**Exercise directions:**
Extract every line below that contains the word "next".

[Collected data entries]
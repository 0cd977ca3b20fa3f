//! Pagination state machine: reset on query change, append on scroll.
//!
//! Fetching is split into `begin_*` (synchronous cursor transitions that yield
//! a [`PageRequest`]) and [`ListController::complete`] (merge the response).
//! The caller runs the request in between, which keeps every store mutation on
//! the owning task while several requests may be in flight.

use hashbrown::HashMap;
use tracing::debug;

use crate::{
    api::ApiResult,
    character::{Character, PageEnvelope},
    core::store::CatalogStore,
    types::{CharacterId, ListStatus, PageNumber},
};

/// How a fetched page is merged into the live list.
#[derive(Debug, Clone, Copy, PartialEq, Eq)]
pub enum FetchMode {
    /// Discard accumulated pages.
    Replace,
    /// Append and dedupe.
    Append,
}

/// One page fetch issued by the controller.
#[derive(Debug, Clone, PartialEq, Eq)]
pub struct PageRequest {
    /// Reload generation the request belongs to.
    pub generation: u64,
    /// Page to fetch.
    pub page: PageNumber,
    /// Name filter at issue time.
    pub query: String,
    /// How the response is merged.
    pub mode: FetchMode,
}

/// Result of merging a completed request.
#[derive(Debug, Clone, Copy, PartialEq, Eq)]
pub enum FetchOutcome {
    /// Page 1 replaced the live list.
    Replaced {
        /// Records on the page.
        len: usize,
    },
    /// A later page was appended.
    Appended {
        /// Net records added after dedupe.
        added: usize,
    },
    /// The request failed; status is `Error`.
    Failed,
    /// A newer reload started after this request was issued; nothing changed.
    Stale,
}

/// Issues page requests and merges their responses into the store.
#[derive(Debug, Default)]
pub struct ListController {
    generation: u64,
}

impl ListController {
    /// Controller at generation 0.
    pub fn new() -> Self {
        Self::default()
    }

    /// Current reload generation.
    pub fn generation(&self) -> u64 {
        self.generation
    }

    /// Resets to page 1 and starts a new generation.
    pub fn begin_reload(&mut self, store: &mut CatalogStore) -> PageRequest {
        self.generation += 1;
        store.set_page(1);
        store.set_loading();
        PageRequest {
            generation: self.generation,
            page: 1,
            query: store.cursor().query().to_string(),
            mode: FetchMode::Replace,
        }
    }

    /// Advances to the next page unless a fetch is in flight or the last
    /// page has been reached; in that case nothing changes.
    pub fn begin_load_more(&mut self, store: &mut CatalogStore) -> Option<PageRequest> {
        let cursor = store.cursor();
        if !cursor.has_more() || cursor.status() == ListStatus::Loading {
            return None;
        }
        let page = cursor.page() + 1;
        store.set_page(page);
        store.set_loading();
        Some(PageRequest {
            generation: self.generation,
            page,
            query: store.cursor().query().to_string(),
            mode: FetchMode::Append,
        })
    }

    /// Merges a finished request. Responses from an older generation are dropped.
    pub fn complete(
        &mut self,
        store: &mut CatalogStore,
        request: &PageRequest,
        result: ApiResult<PageEnvelope>,
    ) -> FetchOutcome {
        if request.generation != self.generation {
            debug!(
                page = request.page,
                generation = request.generation,
                current = self.generation,
                "dropping stale page"
            );
            return FetchOutcome::Stale;
        }

        match result {
            Ok(envelope) => {
                store.hydrate_from_api(&envelope);
                match request.mode {
                    FetchMode::Replace => {
                        let len = envelope.results.len();
                        store.replace_characters(envelope.results);
                        FetchOutcome::Replaced { len }
                    }
                    FetchMode::Append => {
                        let before = store.characters().len();
                        let mut merged = store.characters().to_vec();
                        merged.extend(envelope.results);
                        let merged = dedupe_by_id(merged);
                        let added = merged.len().saturating_sub(before);
                        store.replace_characters(merged);
                        FetchOutcome::Appended { added }
                    }
                }
            }
            Err(err) => {
                debug!(page = request.page, "page fetch failed: {err}");
                store.set_error();
                if request.mode == FetchMode::Append {
                    store.set_page(request.page.saturating_sub(1));
                }
                FetchOutcome::Failed
            }
        }
    }
}

/// Keeps the first position of each id and the content of its last occurrence.
pub fn dedupe_by_id(items: Vec<Character>) -> Vec<Character> {
    let mut pos: HashMap<CharacterId, usize> = HashMap::with_capacity(items.len());
    let mut out: Vec<Character> = Vec::with_capacity(items.len());
    for item in items {
        match pos.get(&item.id) {
            Some(&idx) => out[idx] = item,
            None => {
                pos.insert(item.id, out.len());
                out.push(item);
            }
        }
    }
    out
}

/// Viewport proximity margin used by [`is_near_end`], in pixels.
pub const NEAR_END_MARGIN_PX: f64 = 200.0;

/// True when a sentinel whose top edge is at `sentinel_top` is within
/// [`NEAR_END_MARGIN_PX`] of a viewport `viewport_height` tall.
pub fn is_near_end(sentinel_top: f64, viewport_height: f64) -> bool {
    sentinel_top <= viewport_height + NEAR_END_MARGIN_PX
}
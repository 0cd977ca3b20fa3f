//! In-memory authoritative store and cursor state.

/// Pagination cursor.
pub mod cursor;
/// Overlay store owning the live list, overlay map, and cursor.
pub mod store;
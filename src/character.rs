//! Character record, draft, patch, and page envelope types.

use serde::{Deserialize, Serialize};

use crate::types::{CharacterId, CharacterStatus};

/// Fully materialized catalog record.
///
/// Additional fields sent by the remote catalog are ignored on decode.
#[derive(Debug, Clone, PartialEq, Eq, Serialize, Deserialize)]
pub struct Character {
    /// Unique identifier.
    pub id: CharacterId,
    /// Display name.
    pub name: String,
    /// Life status.
    pub status: CharacterStatus,
    /// Species label.
    pub species: String,
    /// Portrait URL.
    pub image: String,
}

/// Payload used to create a new [`Character`]; the store assigns the id.
#[derive(Debug, Clone, PartialEq, Eq, Default, Serialize, Deserialize)]
pub struct CharacterDraft {
    /// Display name.
    pub name: String,
    /// Life status.
    pub status: CharacterStatus,
    /// Species label.
    pub species: String,
    /// Portrait URL.
    pub image: String,
}

impl CharacterDraft {
    /// Materializes the draft under `id`.
    pub fn into_character(self, id: CharacterId) -> Character {
        Character {
            id,
            name: self.name,
            status: self.status,
            species: self.species,
            image: self.image,
        }
    }
}

/// Sparse patch where each `Some` field overwrites the record value.
#[derive(Debug, Clone, PartialEq, Eq, Default, Serialize, Deserialize)]
pub struct CharacterPatch {
    /// Optional replacement for the name.
    pub name: Option<String>,
    /// Optional replacement for the status.
    pub status: Option<CharacterStatus>,
    /// Optional replacement for the species.
    pub species: Option<String>,
    /// Optional replacement for the portrait URL.
    pub image: Option<String>,
}

impl CharacterPatch {
    /// Returns true when no fields are set.
    pub fn is_empty(&self) -> bool {
        self == &Self::default()
    }

    /// Applies this patch in place to `rec`.
    pub fn apply_to(&self, rec: &mut Character) {
        if let Some(v) = &self.name {
            rec.name = v.clone();
        }
        if let Some(v) = self.status {
            rec.status = v;
        }
        if let Some(v) = &self.species {
            rec.species = v.clone();
        }
        if let Some(v) = &self.image {
            rec.image = v.clone();
        }
    }

    /// Returns a copy of `rec` with this patch merged on top.
    pub fn merged(&self, rec: &Character) -> Character {
        let mut out = rec.clone();
        self.apply_to(&mut out);
        out
    }
}

impl From<CharacterDraft> for CharacterPatch {
    fn from(draft: CharacterDraft) -> Self {
        Self {
            name: Some(draft.name),
            status: Some(draft.status),
            species: Some(draft.species),
            image: Some(draft.image),
        }
    }
}

/// Listing metadata returned alongside each page.
#[derive(Debug, Clone, PartialEq, Eq, Serialize, Deserialize)]
pub struct PageInfo {
    /// Total number of matching records.
    pub count: u64,
    /// Total number of pages.
    pub pages: u32,
    /// URL of the next page, if any.
    pub next: Option<String>,
    /// URL of the previous page, if any.
    pub prev: Option<String>,
}

/// One page of the remote listing.
#[derive(Debug, Clone, PartialEq, Eq, Serialize, Deserialize)]
pub struct PageEnvelope {
    /// Listing metadata.
    pub info: PageInfo,
    /// Records on this page, in server order.
    pub results: Vec<Character>,
}
use crate::types::{ListStatus, PageNumber};

/// Page/query/status tracking for the paginated listing.
///
/// `page` stays within `1..=total_pages` and `total_pages` is at least 1.
#[derive(Debug, Clone, PartialEq, Eq)]
pub struct ListCursor {
    page: PageNumber,
    query: String,
    status: ListStatus,
    total_pages: PageNumber,
}

impl Default for ListCursor {
    fn default() -> Self {
        Self {
            page: 1,
            query: String::new(),
            status: ListStatus::Idle,
            total_pages: 1,
        }
    }
}

impl ListCursor {
    /// Current page, 1-based.
    pub fn page(&self) -> PageNumber {
        self.page
    }

    /// Active name filter.
    pub fn query(&self) -> &str {
        &self.query
    }

    /// Fetch status.
    pub fn status(&self) -> ListStatus {
        self.status
    }

    /// Page count reported by the last response, at least 1.
    pub fn total_pages(&self) -> PageNumber {
        self.total_pages
    }

    /// Returns true while pages remain past the current one.
    pub fn has_more(&self) -> bool {
        self.page < self.total_pages
    }

    pub(crate) fn set_page(&mut self, page: PageNumber) {
        self.page = page.clamp(1, self.total_pages);
    }

    pub(crate) fn set_query(&mut self, query: String) {
        self.query = query;
    }

    pub(crate) fn set_status(&mut self, status: ListStatus) {
        self.status = status;
    }

    pub(crate) fn set_total_pages(&mut self, total: PageNumber) {
        self.total_pages = total.max(1);
        self.page = self.page.min(self.total_pages);
    }
}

**Written solution:**
    /// Advances to the next page unless a fetch is in flight or the last
    /// URL of the next page, if any.
    pub next: Option<String>,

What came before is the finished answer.